Tecnología, agua tratada y acuerdos con comunidades
Una revisión de la información pública del proyecto muestra que la planta de Topolobampo fue diseñada para producir metanol con emisiones ultrabajas, reutilizar agua residual y evitar descargas hacia la Bahía de Ohuira. A esto se suman acuerdos ambientales y comunitarios en Ahome.
Tecnología pensada para reducir emisiones
Pacífico Mexinol no está planteado como una planta convencional. El proyecto incorporará tecnología desarrollada por la empresa italiana NEXTCHEM para aprovechar mejor el carbono y reducir de forma significativa las emisiones de gases de efecto invernadero asociadas al proceso de producción. La Secretaría de Economía lo ha descrito como un modelo orientado a emisiones netas cercanas a cero y con más de 200 medidas de mitigación ambiental.
En términos sencillos, la planta busca capturar y aprovechar gran parte del carbono que, en procesos tradicionales, terminaría en la atmósfera.
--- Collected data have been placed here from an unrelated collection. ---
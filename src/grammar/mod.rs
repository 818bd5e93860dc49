//! Grammar rule graph.
//!
//! A grammar is a registry of named production rules ("BNF rules"). Each rule
//! lists the rules it expands to; a *compound* rule is an alternation with no
//! structure of its own. The validator only ever reads the graph.

mod closure;
mod registry;

use std::borrow::Borrow;
use std::fmt;

use smol_str::SmolStr;

pub use closure::{RuleClosure, rule_closure};
pub use registry::RuleRegistry;

/// Result type for grammar construction.
pub type GrammarResult<T> = Result<T, GrammarError>;

/// Errors raised while assembling a rule registry.
#[derive(Debug, Clone, PartialEq, Eq)]
pub enum GrammarError {
    /// Two rules were registered under the same id.
    DuplicateRule { rule: RuleId },

    /// A rule lists a child id that is not registered.
    UnknownChild { rule: RuleId, child: RuleId },
}

impl fmt::Display for GrammarError {
    fn fmt(&self, f: &mut fmt::Formatter<'_>) -> fmt::Result {
        match self {
            GrammarError::DuplicateRule { rule } => {
                write!(f, "Rule '{}' is already registered", rule)
            }
            GrammarError::UnknownChild { rule, child } => {
                write!(f, "Rule '{}' refers to unknown rule '{}'", rule, child)
            }
        }
    }
}

impl std::error::Error for GrammarError {}

/// Stable identifier of a grammar rule. Compared by value.
#[derive(Debug, Clone, PartialEq, Eq, Hash, PartialOrd, Ord)]
pub struct RuleId(SmolStr);

impl RuleId {
    /// Creates a rule id.
    pub fn new(id: impl Into<SmolStr>) -> Self {
        Self(id.into())
    }

    /// Returns the id text.
    pub fn as_str(&self) -> &str {
        self.0.as_str()
    }
}

impl fmt::Display for RuleId {
    fn fmt(&self, f: &mut fmt::Formatter<'_>) -> fmt::Result {
        f.write_str(&self.0)
    }
}

impl From<&str> for RuleId {
    fn from(id: &str) -> Self {
        Self::new(id)
    }
}

impl From<String> for RuleId {
    fn from(id: String) -> Self {
        Self::new(id)
    }
}

impl From<SmolStr> for RuleId {
    fn from(id: SmolStr) -> Self {
        Self(id)
    }
}

impl From<&RuleId> for RuleId {
    fn from(id: &RuleId) -> Self {
        id.clone()
    }
}

impl Borrow<str> for RuleId {
    fn borrow(&self) -> &str {
        self.as_str()
    }
}

impl PartialEq<str> for RuleId {
    fn eq(&self, other: &str) -> bool {
        self.as_str() == other
    }
}

impl PartialEq<&str> for RuleId {
    fn eq(&self, other: &&str) -> bool {
        self.as_str() == *other
    }
}

/// A named production rule.
#[derive(Debug, Clone, PartialEq, Eq)]
pub struct GrammarRule {
    /// The rule id.
    pub id: RuleId,

    /// True when the rule is an alternation of other rules.
    pub compound: bool,

    /// Ids of the rules this rule expands to, in declaration order.
    pub children: Vec<RuleId>,
}

impl GrammarRule {
    /// Creates a non-compound rule without children.
    pub fn new(id: impl Into<RuleId>) -> Self {
        Self {
            id: id.into(),
            compound: false,
            children: Vec::new(),
        }
    }

    /// Creates a compound rule without children.
    pub fn compound(id: impl Into<RuleId>) -> Self {
        Self {
            compound: true,
            ..Self::new(id)
        }
    }

    /// Adds one child rule id.
    pub fn with_child(mut self, child: impl Into<RuleId>) -> Self {
        let child = child.into();
        if !self.children.contains(&child) {
            self.children.push(child);
        }
        self
    }

    /// Adds several child rule ids.
    pub fn with_children<I, R>(self, children: I) -> Self
    where
        I: IntoIterator<Item = R>,
        R: Into<RuleId>,
    {
        children
            .into_iter()
            .fold(self, |rule, child| rule.with_child(child))
    }
}

/// Descriptive metadata about a grammar.
///
/// The validator reports these values but never interprets them.
#[derive(Debug, Clone, PartialEq, Eq, Default)]
pub struct GrammarInfo {
    /// Persistence provider the grammar belongs to.
    pub provider: SmolStr,

    /// Version of that provider.
    pub provider_version: SmolStr,

    /// Version of the query language specification.
    pub spec_version: SmolStr,
}

impl GrammarInfo {
    /// Creates grammar metadata.
    pub fn new(
        provider: impl Into<SmolStr>,
        provider_version: impl Into<SmolStr>,
        spec_version: impl Into<SmolStr>,
    ) -> Self {
        Self {
            provider: provider.into(),
            provider_version: provider_version.into(),
            spec_version: spec_version.into(),
        }
    }
}

/// Read-only access to a grammar rule graph.
///
/// Implement this trait to plug an externally defined grammar into the
/// validator. [`RuleRegistry`] is an in-memory implementation.
pub trait Grammar {
    /// Looks up a rule by id.
    fn rule(&self, id: &str) -> Option<&GrammarRule>;

    /// Returns the grammar metadata.
    fn info(&self) -> &GrammarInfo;
}
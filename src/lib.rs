//! Grammar-conformance validation for JPQL expression trees.
//!
//! The crate checks nodes of an already-parsed query against a graph of
//! named grammar rules and records positioned problems. Parsing, SQL
//! generation and message localization live elsewhere.
//!
//! # Example
//!
//! ```
//! use jpql_validator::ast::{BinaryOperator, ClauseKind, NodeKind, PathExpression, TreeBuilder};
//! use jpql_validator::grammar::{GrammarInfo, GrammarRule, RuleRegistry};
//! use jpql_validator::validator::{OwningClause, Validator};
//!
//! let grammar = RuleRegistry::from_rules(
//!     GrammarInfo::new("EclipseLink", "2.7", "2.2"),
//!     [
//!         GrammarRule::new("conditional_expression").with_child("comparison_expression"),
//!         GrammarRule::new("comparison_expression"),
//!         GrammarRule::new("state_field_path"),
//!     ],
//! )
//! .unwrap();
//!
//! // WHERE e.age = e.level
//! let mut builder = TreeBuilder::new();
//! let clause = builder.push(None, NodeKind::Clause(ClauseKind::Where), "where_clause", 0..21);
//! let condition = builder.push(
//!     Some(clause),
//!     NodeKind::Binary(BinaryOperator::Equal),
//!     "comparison_expression",
//!     6..21,
//! );
//! let left = builder.push(
//!     Some(condition),
//!     NodeKind::Path(PathExpression::new(["e", "age"])),
//!     "state_field_path",
//!     6..11,
//! );
//! let tree = builder.finish();
//!
//! let mut validator = Validator::new(&grammar);
//! assert!(validator.is_valid(tree.node(condition), "conditional_expression"));
//! assert!(matches!(
//!     validator.owning_clause(tree.node(left)),
//!     Some(OwningClause::Where(_))
//! ));
//! ```

pub mod ast;
pub mod diag;
pub mod grammar;
pub mod validator;

pub use ast::{ExpressionTree, NodeId, NodeKind, NodeRef, Span, TreeBuilder};
pub use diag::{Diag, DiagSeverity, SourceFile, convert_problems_to_reports};
pub use grammar::{Grammar, GrammarInfo, GrammarRule, RuleId, RuleRegistry};
pub use validator::{Problem, ProblemSink, ValidationConfig, Validator};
Esto no significa que una instalación industrial carezca de cualquier impacto, pero sí que fue diseñada desde el inicio para operar con una huella considerablemente menor.

Agua residual en lugar de fuentes naturales
El agua es otro de sus elementos centrales. Mexinol firmó un convenio de largo plazo con JAPAMA para cubrir sus necesidades mediante agua residual municipal, la cual recibirá tratamiento antes de utilizarse. El proyecto informa que no tomará agua de la Bahía de Ohuira y que no realizará descargas de aguas residuales hacia ella.
Acuerdos con instituciones y comunidades
La estrategia también incluye trabajo con instituciones y comunidades. Mediante su Política del Buen Vecino, Mexinol establece compromisos de diálogo, inversión comunitaria, contratación local, oportunidades para proveedores y acuerdos que contribuyan al desarrollo de largo plazo de las localidades cercanas.
Uno de los ejemplos es el acuerdo entre Transition Industries y la Comisión Nacional Forestal para conservar 600 hectáreas de humedales en Ahome. El programa será financiado en partes iguales por Mexinol y CONAFOR, beneficiará directamente al Ejido Plan de Guadalupe e involucrará a integrantes de la comunidad en acciones de conservación con acompañamiento técnico.
También se han establecido colaboraciones con programas públicos como Sembrando Vida para desarrollar capacidades y actividades comunitarias en los ejidos Benito Juárez, Plan de Guadalupe y Tortugas Número 2.
Una forma distinta de plantear la industria
La información disponible presenta un proyecto basado en tres elementos: tecnología para reducir emisiones, reúso de agua para evitar presión sobre fuentes naturales y colaboración con instituciones y comunidades para generar beneficios locales.
El resultado final tendrá que comprobarse mediante mediciones, transparencia y vigilancia durante su operación. Pero el diseño público de Mexinol muestra una forma distinta de plantear la industria: producir con tecnología de vanguardia, prevenir impactos desde el inicio y acompañar la inversión con compromisos ambientales y comunitarios verificables.